> **Action item**
Nothing less than an exact copy of all the records is required.

Start of Input data

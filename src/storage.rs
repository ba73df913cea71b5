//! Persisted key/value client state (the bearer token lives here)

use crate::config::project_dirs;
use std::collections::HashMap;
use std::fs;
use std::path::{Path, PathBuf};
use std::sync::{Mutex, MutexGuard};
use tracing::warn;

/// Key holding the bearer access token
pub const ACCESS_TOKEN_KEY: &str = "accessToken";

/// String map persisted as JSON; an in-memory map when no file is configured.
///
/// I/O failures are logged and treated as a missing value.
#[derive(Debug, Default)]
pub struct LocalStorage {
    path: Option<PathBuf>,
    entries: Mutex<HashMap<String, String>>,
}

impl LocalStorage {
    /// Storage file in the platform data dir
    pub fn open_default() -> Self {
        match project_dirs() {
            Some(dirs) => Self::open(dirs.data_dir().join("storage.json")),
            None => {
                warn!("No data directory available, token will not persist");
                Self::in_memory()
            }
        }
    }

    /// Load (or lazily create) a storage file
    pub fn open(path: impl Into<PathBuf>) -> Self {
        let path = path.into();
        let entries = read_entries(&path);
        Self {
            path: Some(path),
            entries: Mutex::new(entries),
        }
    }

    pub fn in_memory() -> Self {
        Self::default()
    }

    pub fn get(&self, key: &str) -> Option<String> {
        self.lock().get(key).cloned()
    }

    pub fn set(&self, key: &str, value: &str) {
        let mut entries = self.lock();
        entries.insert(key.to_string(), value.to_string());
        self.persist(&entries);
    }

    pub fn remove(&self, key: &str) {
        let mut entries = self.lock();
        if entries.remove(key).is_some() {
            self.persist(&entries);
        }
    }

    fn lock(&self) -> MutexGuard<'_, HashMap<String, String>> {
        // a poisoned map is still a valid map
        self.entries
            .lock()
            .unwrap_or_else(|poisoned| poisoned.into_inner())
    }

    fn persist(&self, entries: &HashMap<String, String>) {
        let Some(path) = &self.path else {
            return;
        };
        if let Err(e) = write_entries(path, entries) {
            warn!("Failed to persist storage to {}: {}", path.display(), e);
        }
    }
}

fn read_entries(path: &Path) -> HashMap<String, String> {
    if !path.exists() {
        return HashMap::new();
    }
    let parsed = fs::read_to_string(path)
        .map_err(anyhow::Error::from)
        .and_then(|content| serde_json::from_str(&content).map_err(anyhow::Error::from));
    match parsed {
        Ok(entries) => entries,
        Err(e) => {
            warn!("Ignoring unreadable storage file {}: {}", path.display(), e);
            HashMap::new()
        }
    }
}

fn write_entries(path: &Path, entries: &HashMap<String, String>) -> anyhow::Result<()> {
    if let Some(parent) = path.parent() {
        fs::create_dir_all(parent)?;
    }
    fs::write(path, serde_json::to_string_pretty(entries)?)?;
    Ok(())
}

End of Input data

> **Completed task**
filename src/storage.rs
repository ba73df913cea71b5
//! Persisted key/value client state (the bearer token lives here)

use crate::config::project_dirs;
use std::collections::HashMap;
use std::fs;
use std::path::{Path, PathBuf};
use std::sync::{Mutex, MutexGuard};
use tracing::warn;

/// Key holding the bearer access token
pub const ACCESS_TOKEN_KEY: &str = "accessToken";

/// String map persisted as JSON; an in-memory map when no file is configured.
///
/// I/O failures are logged and treated as a missing value.
#[derive(Debug, Default)]
pub struct LocalStorage {
    path: Option<PathBuf>,
    entries: Mutex<HashMap<String, String>>,
}

impl LocalStorage {
    /// Storage file in the platform data dir
    pub fn open_default() -> Self {
        match project_dirs() {
            Some(dirs) => Self::open(dirs.data_dir().join("storage.json")),
            None => {
                warn!("No data directory available, token will not persist");
                Self::in_memory()
            }
        }
    }

    /// Load (or lazily create) a storage file
    pub fn open(path: impl Into<PathBuf>) -> Self {
        let path = path.into();
        let entries = read_entries(&path);
        Self {
            path: Some(path),
            entries: Mutex::new(entries),
        }
    }

    pub fn in_memory() -> Self {
        Self::default()
    }

    pub fn get(&self, key: &str) -> Option<String> {
        self.lock().get(key).cloned()
    }

    pub fn set(&self, key: &str, value: &str) {
        let mut entries = self.lock();
        entries.insert(key.to_string(), value.to_string());
        self.persist(&entries);
    }

    pub fn remove(&self, key: &str) {
        let mut entries = self.lock();
        if entries.remove(key).is_some() {
            self.persist(&entries);
        }
    }

    fn lock(&self) -> MutexGuard<'_, HashMap<String, String>> {
        // a poisoned map is still a valid map
        self.entries
            .lock()
            .unwrap_or_else(|poisoned| poisoned.into_inner())
    }

    fn persist(&self, entries: &HashMap<String, String>) {
        let Some(path) = &self.path else {
            return;
        };
        if let Err(e) = write_entries(path, entries) {
            warn!("Failed to persist storage to {}: {}", path.display(), e);
        }
    }
}

fn read_entries(path: &Path) -> HashMap<String, String> {
    if !path.exists() {
        return HashMap::new();
    }
    let parsed = fs::read_to_string(path)
        .map_err(anyhow::Error::from)
        .and_then(|content| serde_json::from_str(&content).map_err(anyhow::Error::from));
    match parsed {
        Ok(entries) => entries,
        Err(e) => {
            warn!("Ignoring unreadable storage file {}: {}", path.display(), e);
            HashMap::new()
        }
    }
}

fn write_entries(path: &Path, entries: &HashMap<String, String>) -> anyhow::Result<()> {
    if let Some(parent) = path.parent() {
        fs::create_dir_all(parent)?;
    }
    fs::write(path, serde_json::to_string_pretty(entries)?)?;
    Ok(())
}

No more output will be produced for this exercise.